[Opening Data supplied section]
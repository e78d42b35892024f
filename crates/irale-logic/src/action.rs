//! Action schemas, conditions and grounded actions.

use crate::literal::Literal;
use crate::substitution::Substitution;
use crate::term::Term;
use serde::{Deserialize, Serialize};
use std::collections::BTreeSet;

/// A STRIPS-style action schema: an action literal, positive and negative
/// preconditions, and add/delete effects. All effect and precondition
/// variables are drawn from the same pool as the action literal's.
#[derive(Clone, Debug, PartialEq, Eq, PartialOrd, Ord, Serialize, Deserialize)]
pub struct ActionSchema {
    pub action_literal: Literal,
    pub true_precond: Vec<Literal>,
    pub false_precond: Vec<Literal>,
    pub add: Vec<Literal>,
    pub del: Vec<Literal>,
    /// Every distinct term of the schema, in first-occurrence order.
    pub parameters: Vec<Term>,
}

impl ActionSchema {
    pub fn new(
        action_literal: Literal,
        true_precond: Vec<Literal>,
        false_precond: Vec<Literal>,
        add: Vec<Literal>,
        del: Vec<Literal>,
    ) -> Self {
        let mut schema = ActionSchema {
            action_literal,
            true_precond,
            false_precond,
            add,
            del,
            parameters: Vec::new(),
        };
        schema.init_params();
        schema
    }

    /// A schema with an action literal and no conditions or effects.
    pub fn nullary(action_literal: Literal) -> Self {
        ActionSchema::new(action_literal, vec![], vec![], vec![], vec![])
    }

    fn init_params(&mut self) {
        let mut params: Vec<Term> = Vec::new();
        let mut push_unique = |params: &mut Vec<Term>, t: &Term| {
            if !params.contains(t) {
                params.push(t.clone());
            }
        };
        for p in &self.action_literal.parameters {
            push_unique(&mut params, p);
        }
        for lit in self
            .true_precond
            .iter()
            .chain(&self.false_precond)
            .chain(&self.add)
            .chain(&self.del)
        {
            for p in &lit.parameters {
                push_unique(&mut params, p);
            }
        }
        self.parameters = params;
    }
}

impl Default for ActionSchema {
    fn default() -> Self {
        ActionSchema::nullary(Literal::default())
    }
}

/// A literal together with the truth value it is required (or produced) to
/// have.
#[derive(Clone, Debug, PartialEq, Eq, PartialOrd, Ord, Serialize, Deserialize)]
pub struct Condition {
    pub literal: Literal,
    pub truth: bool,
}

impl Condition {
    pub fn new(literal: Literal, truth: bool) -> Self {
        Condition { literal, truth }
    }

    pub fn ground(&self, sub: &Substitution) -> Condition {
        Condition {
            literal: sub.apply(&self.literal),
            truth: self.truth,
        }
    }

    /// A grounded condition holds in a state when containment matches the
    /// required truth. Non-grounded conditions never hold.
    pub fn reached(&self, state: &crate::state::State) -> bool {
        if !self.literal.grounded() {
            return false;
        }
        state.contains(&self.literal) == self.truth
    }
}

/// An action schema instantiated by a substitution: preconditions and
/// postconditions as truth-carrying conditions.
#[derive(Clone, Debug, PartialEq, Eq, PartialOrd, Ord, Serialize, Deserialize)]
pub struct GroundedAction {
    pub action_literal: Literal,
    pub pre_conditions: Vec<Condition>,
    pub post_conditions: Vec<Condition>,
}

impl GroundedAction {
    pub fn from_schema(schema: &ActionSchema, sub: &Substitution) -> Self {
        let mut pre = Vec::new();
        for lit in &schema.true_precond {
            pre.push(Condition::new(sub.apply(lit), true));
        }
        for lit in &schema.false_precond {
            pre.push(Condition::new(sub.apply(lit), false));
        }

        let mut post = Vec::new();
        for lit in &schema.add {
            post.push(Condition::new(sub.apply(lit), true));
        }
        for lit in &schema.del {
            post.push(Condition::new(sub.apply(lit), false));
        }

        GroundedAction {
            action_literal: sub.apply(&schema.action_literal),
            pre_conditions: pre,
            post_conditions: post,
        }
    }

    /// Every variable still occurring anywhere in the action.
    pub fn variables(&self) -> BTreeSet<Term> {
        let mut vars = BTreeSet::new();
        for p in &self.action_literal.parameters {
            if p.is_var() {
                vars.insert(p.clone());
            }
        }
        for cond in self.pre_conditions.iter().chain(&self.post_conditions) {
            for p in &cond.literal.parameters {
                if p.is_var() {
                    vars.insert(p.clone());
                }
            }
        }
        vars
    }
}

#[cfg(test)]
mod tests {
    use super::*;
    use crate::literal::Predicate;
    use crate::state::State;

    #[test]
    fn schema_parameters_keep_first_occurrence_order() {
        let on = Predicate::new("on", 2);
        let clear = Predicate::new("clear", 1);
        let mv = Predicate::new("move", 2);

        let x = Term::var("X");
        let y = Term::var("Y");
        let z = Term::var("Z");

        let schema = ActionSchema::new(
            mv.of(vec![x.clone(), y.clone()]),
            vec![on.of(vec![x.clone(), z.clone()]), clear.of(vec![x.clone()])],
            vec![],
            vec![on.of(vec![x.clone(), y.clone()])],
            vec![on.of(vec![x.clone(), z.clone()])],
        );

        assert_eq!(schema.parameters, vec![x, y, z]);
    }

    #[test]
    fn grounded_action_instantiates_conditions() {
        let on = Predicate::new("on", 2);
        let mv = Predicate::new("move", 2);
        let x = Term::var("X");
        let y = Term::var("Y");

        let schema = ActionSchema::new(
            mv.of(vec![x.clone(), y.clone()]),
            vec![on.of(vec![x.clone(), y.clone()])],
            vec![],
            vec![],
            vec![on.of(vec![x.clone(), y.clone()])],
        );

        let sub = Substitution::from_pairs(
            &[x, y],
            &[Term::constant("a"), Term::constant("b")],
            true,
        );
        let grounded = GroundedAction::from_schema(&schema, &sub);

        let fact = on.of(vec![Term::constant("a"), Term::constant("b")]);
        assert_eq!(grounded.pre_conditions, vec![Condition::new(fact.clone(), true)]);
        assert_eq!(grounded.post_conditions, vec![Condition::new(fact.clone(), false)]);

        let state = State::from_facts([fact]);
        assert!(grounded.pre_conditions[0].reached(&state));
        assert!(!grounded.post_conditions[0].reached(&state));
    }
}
[Closing Data supplied section]
Instructions for the task:
All of the lines above are to be restated word for word.

Solution to this task:
repository e78d42b35892024f
filename crates/irale-logic/src/action.rs
//! Action schemas, conditions and grounded actions.

use crate::literal::Literal;
use crate::substitution::Substitution;
use crate::term::Term;
use serde::{Deserialize, Serialize};
use std::collections::BTreeSet;

/// A STRIPS-style action schema: an action literal, positive and negative
/// preconditions, and add/delete effects. All effect and precondition
/// variables are drawn from the same pool as the action literal's.
#[derive(Clone, Debug, PartialEq, Eq, PartialOrd, Ord, Serialize, Deserialize)]
pub struct ActionSchema {
    pub action_literal: Literal,
    pub true_precond: Vec<Literal>,
    pub false_precond: Vec<Literal>,
    pub add: Vec<Literal>,
    pub del: Vec<Literal>,
    /// Every distinct term of the schema, in first-occurrence order.
    pub parameters: Vec<Term>,
}

impl ActionSchema {
    pub fn new(
        action_literal: Literal,
        true_precond: Vec<Literal>,
        false_precond: Vec<Literal>,
        add: Vec<Literal>,
        del: Vec<Literal>,
    ) -> Self {
        let mut schema = ActionSchema {
            action_literal,
            true_precond,
            false_precond,
            add,
            del,
            parameters: Vec::new(),
        };
        schema.init_params();
        schema
    }

    /// A schema with an action literal and no conditions or effects.
    pub fn nullary(action_literal: Literal) -> Self {
        ActionSchema::new(action_literal, vec![], vec![], vec![], vec![])
    }

    fn init_params(&mut self) {
        let mut params: Vec<Term> = Vec::new();
        let mut push_unique = |params: &mut Vec<Term>, t: &Term| {
            if !params.contains(t) {
                params.push(t.clone());
            }
        };
        for p in &self.action_literal.parameters {
            push_unique(&mut params, p);
        }
        for lit in self
            .true_precond
            .iter()
            .chain(&self.false_precond)
            .chain(&self.add)
            .chain(&self.del)
        {
            for p in &lit.parameters {
                push_unique(&mut params, p);
            }
        }
        self.parameters = params;
    }
}

impl Default for ActionSchema {
    fn default() -> Self {
        ActionSchema::nullary(Literal::default())
    }
}

/// A literal together with the truth value it is required (or produced) to
/// have.
#[derive(Clone, Debug, PartialEq, Eq, PartialOrd, Ord, Serialize, Deserialize)]
pub struct Condition {
    pub literal: Literal,
    pub truth: bool,
}

impl Condition {
    pub fn new(literal: Literal, truth: bool) -> Self {
        Condition { literal, truth }
    }

    pub fn ground(&self, sub: &Substitution) -> Condition {
        Condition {
            literal: sub.apply(&self.literal),
            truth: self.truth,
        }
    }

    /// A grounded condition holds in a state when containment matches the
    /// required truth. Non-grounded conditions never hold.
    pub fn reached(&self, state: &crate::state::State) -> bool {
        if !self.literal.grounded() {
            return false;
        }
        state.contains(&self.literal) == self.truth
    }
}

/// An action schema instantiated by a substitution: preconditions and
/// postconditions as truth-carrying conditions.
#[derive(Clone, Debug, PartialEq, Eq, PartialOrd, Ord, Serialize, Deserialize)]
pub struct GroundedAction {
    pub action_literal: Literal,
    pub pre_conditions: Vec<Condition>,
    pub post_conditions: Vec<Condition>,
}

impl GroundedAction {
    pub fn from_schema(schema: &ActionSchema, sub: &Substitution) -> Self {
        let mut pre = Vec::new();
        for lit in &schema.true_precond {
            pre.push(Condition::new(sub.apply(lit), true));
        }
        for lit in &schema.false_precond {
            pre.push(Condition::new(sub.apply(lit), false));
        }

        let mut post = Vec::new();
        for lit in &schema.add {
            post.push(Condition::new(sub.apply(lit), true));
        }
        for lit in &schema.del {
            post.push(Condition::new(sub.apply(lit), false));
        }

        GroundedAction {
            action_literal: sub.apply(&schema.action_literal),
            pre_conditions: pre,
            post_conditions: post,
        }
    }

    /// Every variable still occurring anywhere in the action.
    pub fn variables(&self) -> BTreeSet<Term> {
        let mut vars = BTreeSet::new();
        for p in &self.action_literal.parameters {
            if p.is_var() {
                vars.insert(p.clone());
            }
        }
        for cond in self.pre_conditions.iter().chain(&self.post_conditions) {
            for p in &cond.literal.parameters {
                if p.is_var() {
                    vars.insert(p.clone());
                }
            }
        }
        vars
    }
}

#[cfg(test)]
mod tests {
    use super::*;
    use crate::literal::Predicate;
    use crate::state::State;

    #[test]
    fn schema_parameters_keep_first_occurrence_order() {
        let on = Predicate::new("on", 2);
        let clear = Predicate::new("clear", 1);
        let mv = Predicate::new("move", 2);

        let x = Term::var("X");
        let y = Term::var("Y");
        let z = Term::var("Z");

        let schema = ActionSchema::new(
            mv.of(vec![x.clone(), y.clone()]),
            vec![on.of(vec![x.clone(), z.clone()]), clear.of(vec![x.clone()])],
            vec![],
            vec![on.of(vec![x.clone(), y.clone()])],
            vec![on.of(vec![x.clone(), z.clone()])],
        );

        assert_eq!(schema.parameters, vec![x, y, z]);
    }

    #[test]
    fn grounded_action_instantiates_conditions() {
        let on = Predicate::new("on", 2);
        let mv = Predicate::new("move", 2);
        let x = Term::var("X");
        let y = Term::var("Y");

        let schema = ActionSchema::new(
            mv.of(vec![x.clone(), y.clone()]),
            vec![on.of(vec![x.clone(), y.clone()])],
            vec![],
            vec![],
            vec![on.of(vec![x.clone(), y.clone()])],
        );

        let sub = Substitution::from_pairs(
            &[x, y],
            &[Term::constant("a"), Term::constant("b")],
            true,
        );
        let grounded = GroundedAction::from_schema(&schema, &sub);

        let fact = on.of(vec![Term::constant("a"), Term::constant("b")]);
        assert_eq!(grounded.pre_conditions, vec![Condition::new(fact.clone(), true)]);
        assert_eq!(grounded.post_conditions, vec![Condition::new(fact.clone(), false)]);

        let state = State::from_facts([fact]);
        assert!(grounded.pre_conditions[0].reached(&state));
        assert!(!grounded.post_conditions[0].reached(&state));
    }
}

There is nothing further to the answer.